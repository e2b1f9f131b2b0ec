//! 손절매 및 이익실현 가격 계산.
//!
//! 제공 기능:
//! - 진입 방향에 따른 고정 비율 손절가
//! - 브라켓 주문용 이익실현가
//!
//! 모든 가격은 가격 구간별 호가 단위로 라운딩됩니다. 라운딩 결과가
//! 진입가와 겹치면 손절가를 손실 방향으로 한 틱 옮깁니다.

use crate::config::RiskConfig;
use rust_decimal::Decimal;
use serde::{Deserialize, Serialize};
use trader_core::{apply_pct, Price, RoundMethod, Side, TickSizeProvider, TieredTickSize};

/// 진입 주문의 보호 가격.
#[derive(Debug, Clone, Copy, PartialEq, Serialize, Deserialize)]
pub struct ProtectiveLevels {
    /// 손절가
    pub stop_loss: Price,
    /// 이익실현가
    pub take_profit: Price,
}

impl ProtectiveLevels {
    /// 위험 대비 보상 비율 (진입가 기준).
    pub fn risk_reward_ratio(&self, entry_price: Price) -> Option<Decimal> {
        let risk = (entry_price - self.stop_loss).abs();
        if risk.is_zero() {
            return None;
        }
        Some((self.take_profit - entry_price).abs() / risk)
    }
}

/// 손절/익절 가격 계산기.
#[derive(Debug, Clone)]
pub struct StopLossCalculator {
    stop_loss_pct: f64,
    take_profit_pct: f64,
    ticks: TieredTickSize,
}

impl StopLossCalculator {
    /// 설정으로부터 계산기를 생성합니다.
    pub fn new(config: &RiskConfig) -> Self {
        Self {
            stop_loss_pct: config.max_stop_loss_pct,
            take_profit_pct: config.take_profit_pct,
            ticks: TieredTickSize::new(config.price_decimals),
        }
    }

    /// 손절가 계산.
    ///
    /// 롱(매수) 진입은 진입가보다 엄격히 아래, 숏(매도) 진입은 엄격히 위에 위치합니다.
    pub fn stop_price(&self, entry_price: Price, side: Side) -> Price {
        let pct = match side {
            Side::Buy => -self.stop_loss_pct,
            Side::Sell => self.stop_loss_pct,
        };
        let raw = apply_pct(entry_price, pct);
        let stop = self.ticks.round_to_tick(raw, RoundMethod::Round);

        match side {
            Side::Buy if stop >= entry_price || stop <= Decimal::ZERO => {
                let stepped = self.ticks.round_to_tick(entry_price, RoundMethod::Ceil)
                    - self.ticks.tick_size(entry_price);
                // 한 틱 아래가 0 이하면 라운딩 전 값을 사용
                if stepped > Decimal::ZERO {
                    stepped
                } else {
                    raw
                }
            }
            Side::Sell if stop <= entry_price => {
                self.ticks.round_to_tick(entry_price, RoundMethod::Floor)
                    + self.ticks.tick_size(entry_price)
            }
            _ => stop,
        }
    }

    /// 이익실현가 계산.
    pub fn take_profit_price(&self, entry_price: Price, side: Side) -> Price {
        let pct = match side {
            Side::Buy => self.take_profit_pct,
            Side::Sell => -self.take_profit_pct,
        };
        self.ticks
            .round_to_tick(apply_pct(entry_price, pct), RoundMethod::Round)
    }

    /// 손절가와 이익실현가를 함께 계산합니다.
    pub fn protective_levels(&self, entry_price: Price, side: Side) -> ProtectiveLevels {
        ProtectiveLevels {
            stop_loss: self.stop_price(entry_price, side),
            take_profit: self.take_profit_price(entry_price, side),
        }
    }
}

#[cfg(test)]
mod tests {
    use super::*;
    use proptest::prelude::*;
    use rust_decimal_macros::dec;

    fn calculator() -> StopLossCalculator {
        StopLossCalculator::new(&RiskConfig::default())
    }

    #[test]
    fn test_stop_price_long() {
        assert_eq!(calculator().stop_price(dec!(100), Side::Buy), dec!(97));
        assert_eq!(calculator().stop_price(dec!(50000), Side::Buy), dec!(48500));
    }

    #[test]
    fn test_stop_price_short() {
        assert_eq!(calculator().stop_price(dec!(100), Side::Sell), dec!(103));
    }

    #[test]
    fn test_stop_price_rounding() {
        // 123.45 * 0.97 = 119.7465 -> 119.75
        assert_eq!(calculator().stop_price(dec!(123.45), Side::Buy), dec!(119.75));
    }

    #[test]
    fn test_protective_levels() {
        let levels = calculator().protective_levels(dec!(200), Side::Buy);

        assert_eq!(levels.stop_loss, dec!(194));
        assert_eq!(levels.take_profit, dec!(220));
        // 20 / 6
        let ratio = levels.risk_reward_ratio(dec!(200)).unwrap();
        assert!(ratio > dec!(3.33) && ratio < dec!(3.34));
    }

    #[test]
    fn test_custom_stop_percentage() {
        let config = RiskConfig {
            max_stop_loss_pct: 5.0,
            ..Default::default()
        };
        let calc = StopLossCalculator::new(&config);
        assert_eq!(calc.stop_price(dec!(100), Side::Buy), dec!(95));
        assert_eq!(calc.stop_price(dec!(100), Side::Sell), dec!(105));
    }

    #[test]
    fn test_sub_dollar_stop_uses_finer_tick() {
        // 0.08 * 0.97 = 0.0776, 0.08 * 1.03 = 0.0824
        assert_eq!(calculator().stop_price(dec!(0.08), Side::Buy), dec!(0.0776));
        assert_eq!(calculator().stop_price(dec!(0.08), Side::Sell), dec!(0.0824));

        let levels = calculator().protective_levels(dec!(0.08), Side::Buy);
        assert!(levels.stop_loss < dec!(0.08));
        assert_eq!(levels.take_profit, dec!(0.088));
    }

    #[test]
    fn test_stop_steps_one_tick_when_rounding_collapses() {
        // 0.0010 * 0.97 = 0.00097 -> 0.0010 (진입가와 같음) -> 한 틱 아래
        assert_eq!(calculator().stop_price(dec!(0.001), Side::Buy), dec!(0.0009));
        assert_eq!(calculator().stop_price(dec!(0.001), Side::Sell), dec!(0.0011));

        // 한 틱 아래가 0이면 라운딩 전 값
        assert_eq!(calculator().stop_price(dec!(0.0001), Side::Buy), dec!(0.000097));
        assert_eq!(calculator().stop_price(dec!(0.0001), Side::Sell), dec!(0.0002));
    }

    proptest! {
        #[test]
        fn prop_stop_is_on_losing_side(bps in 1i64..100_000_000i64) {
            // 0.0001 ~ 10000.0000
            let entry = Decimal::new(bps, 4);
            let calc = calculator();

            let long_stop = calc.stop_price(entry, Side::Buy);
            let short_stop = calc.stop_price(entry, Side::Sell);
            prop_assert!(long_stop > Decimal::ZERO);
            prop_assert!(long_stop < entry, "long stop {} not below entry {}", long_stop, entry);
            prop_assert!(short_stop > entry, "short stop {} not above entry {}", short_stop, entry);

            // 거리 = 진입가의 3% (한 틱 이내)
            let expected = entry * dec!(0.03);
            let tolerance = TieredTickSize::default().tick_size(short_stop);
            prop_assert!(((entry - long_stop) - expected).abs() <= tolerance);
            prop_assert!(((short_stop - entry) - expected).abs() <= tolerance);
        }
    }
}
========
[WORK ITEM]: Go through the entries above and restate each one exactly.

[WRITTEN RESPONSE]:
repository e2b1f9f131b2b0ec
//! 손절매 및 이익실현 가격 계산.
//!
//! 제공 기능:
//! - 진입 방향에 따른 고정 비율 손절가
//! - 브라켓 주문용 이익실현가
//!
//! 모든 가격은 가격 구간별 호가 단위로 라운딩됩니다. 라운딩 결과가
//! 진입가와 겹치면 손절가를 손실 방향으로 한 틱 옮깁니다.

use crate::config::RiskConfig;
use rust_decimal::Decimal;
use serde::{Deserialize, Serialize};
use trader_core::{apply_pct, Price, RoundMethod, Side, TickSizeProvider, TieredTickSize};

/// 진입 주문의 보호 가격.
#[derive(Debug, Clone, Copy, PartialEq, Serialize, Deserialize)]
pub struct ProtectiveLevels {
    /// 손절가
    pub stop_loss: Price,
    /// 이익실현가
    pub take_profit: Price,
}

impl ProtectiveLevels {
    /// 위험 대비 보상 비율 (진입가 기준).
    pub fn risk_reward_ratio(&self, entry_price: Price) -> Option<Decimal> {
        let risk = (entry_price - self.stop_loss).abs();
        if risk.is_zero() {
            return None;
        }
        Some((self.take_profit - entry_price).abs() / risk)
    }
}

/// 손절/익절 가격 계산기.
#[derive(Debug, Clone)]
pub struct StopLossCalculator {
    stop_loss_pct: f64,
    take_profit_pct: f64,
    ticks: TieredTickSize,
}

impl StopLossCalculator {
    /// 설정으로부터 계산기를 생성합니다.
    pub fn new(config: &RiskConfig) -> Self {
        Self {
            stop_loss_pct: config.max_stop_loss_pct,
            take_profit_pct: config.take_profit_pct,
            ticks: TieredTickSize::new(config.price_decimals),
        }
    }

    /// 손절가 계산.
    ///
    /// 롱(매수) 진입은 진입가보다 엄격히 아래, 숏(매도) 진입은 엄격히 위에 위치합니다.
    pub fn stop_price(&self, entry_price: Price, side: Side) -> Price {
        let pct = match side {
            Side::Buy => -self.stop_loss_pct,
            Side::Sell => self.stop_loss_pct,
        };
        let raw = apply_pct(entry_price, pct);
        let stop = self.ticks.round_to_tick(raw, RoundMethod::Round);

        match side {
            Side::Buy if stop >= entry_price || stop <= Decimal::ZERO => {
                let stepped = self.ticks.round_to_tick(entry_price, RoundMethod::Ceil)
                    - self.ticks.tick_size(entry_price);
                // 한 틱 아래가 0 이하면 라운딩 전 값을 사용
                if stepped > Decimal::ZERO {
                    stepped
                } else {
                    raw
                }
            }
            Side::Sell if stop <= entry_price => {
                self.ticks.round_to_tick(entry_price, RoundMethod::Floor)
                    + self.ticks.tick_size(entry_price)
            }
            _ => stop,
        }
    }

    /// 이익실현가 계산.
    pub fn take_profit_price(&self, entry_price: Price, side: Side) -> Price {
        let pct = match side {
            Side::Buy => self.take_profit_pct,
            Side::Sell => -self.take_profit_pct,
        };
        self.ticks
            .round_to_tick(apply_pct(entry_price, pct), RoundMethod::Round)
    }

    /// 손절가와 이익실현가를 함께 계산합니다.
    pub fn protective_levels(&self, entry_price: Price, side: Side) -> ProtectiveLevels {
        ProtectiveLevels {
            stop_loss: self.stop_price(entry_price, side),
            take_profit: self.take_profit_price(entry_price, side),
        }
    }
}

#[cfg(test)]
mod tests {
    use super::*;
    use proptest::prelude::*;
    use rust_decimal_macros::dec;

    fn calculator() -> StopLossCalculator {
        StopLossCalculator::new(&RiskConfig::default())
    }

    #[test]
    fn test_stop_price_long() {
        assert_eq!(calculator().stop_price(dec!(100), Side::Buy), dec!(97));
        assert_eq!(calculator().stop_price(dec!(50000), Side::Buy), dec!(48500));
    }

    #[test]
    fn test_stop_price_short() {
        assert_eq!(calculator().stop_price(dec!(100), Side::Sell), dec!(103));
    }

    #[test]
    fn test_stop_price_rounding() {
        // 123.45 * 0.97 = 119.7465 -> 119.75
        assert_eq!(calculator().stop_price(dec!(123.45), Side::Buy), dec!(119.75));
    }

    #[test]
    fn test_protective_levels() {
        let levels = calculator().protective_levels(dec!(200), Side::Buy);

        assert_eq!(levels.stop_loss, dec!(194));
        assert_eq!(levels.take_profit, dec!(220));
        // 20 / 6
        let ratio = levels.risk_reward_ratio(dec!(200)).unwrap();
        assert!(ratio > dec!(3.33) && ratio < dec!(3.34));
    }

    #[test]
    fn test_custom_stop_percentage() {
        let config = RiskConfig {
            max_stop_loss_pct: 5.0,
            ..Default::default()
        };
        let calc = StopLossCalculator::new(&config);
        assert_eq!(calc.stop_price(dec!(100), Side::Buy), dec!(95));
        assert_eq!(calc.stop_price(dec!(100), Side::Sell), dec!(105));
    }

    #[test]
    fn test_sub_dollar_stop_uses_finer_tick() {
        // 0.08 * 0.97 = 0.0776, 0.08 * 1.03 = 0.0824
        assert_eq!(calculator().stop_price(dec!(0.08), Side::Buy), dec!(0.0776));
        assert_eq!(calculator().stop_price(dec!(0.08), Side::Sell), dec!(0.0824));

        let levels = calculator().protective_levels(dec!(0.08), Side::Buy);
        assert!(levels.stop_loss < dec!(0.08));
        assert_eq!(levels.take_profit, dec!(0.088));
    }

    #[test]
    fn test_stop_steps_one_tick_when_rounding_collapses() {
        // 0.0010 * 0.97 = 0.00097 -> 0.0010 (진입가와 같음) -> 한 틱 아래
        assert_eq!(calculator().stop_price(dec!(0.001), Side::Buy), dec!(0.0009));
        assert_eq!(calculator().stop_price(dec!(0.001), Side::Sell), dec!(0.0011));

        // 한 틱 아래가 0이면 라운딩 전 값
        assert_eq!(calculator().stop_price(dec!(0.0001), Side::Buy), dec!(0.000097));
        assert_eq!(calculator().stop_price(dec!(0.0001), Side::Sell), dec!(0.0002));
    }

    proptest! {
        #[test]
        fn prop_stop_is_on_losing_side(bps in 1i64..100_000_000i64) {
            // 0.0001 ~ 10000.0000
            let entry = Decimal::new(bps, 4);
            let calc = calculator();

            let long_stop = calc.stop_price(entry, Side::Buy);
            let short_stop = calc.stop_price(entry, Side::Sell);
            prop_assert!(long_stop > Decimal::ZERO);
            prop_assert!(long_stop < entry, "long stop {} not below entry {}", long_stop, entry);
            prop_assert!(short_stop > entry, "short stop {} not above entry {}", short_stop, entry);

            // 거리 = 진입가의 3% (한 틱 이내)
            let expected = entry * dec!(0.03);
            let tolerance = TieredTickSize::default().tick_size(short_stop);
            prop_assert!(((entry - long_stop) - expected).abs() <= tolerance);
            prop_assert!(((short_stop - entry) - expected).abs() <= tolerance);
        }
    }
}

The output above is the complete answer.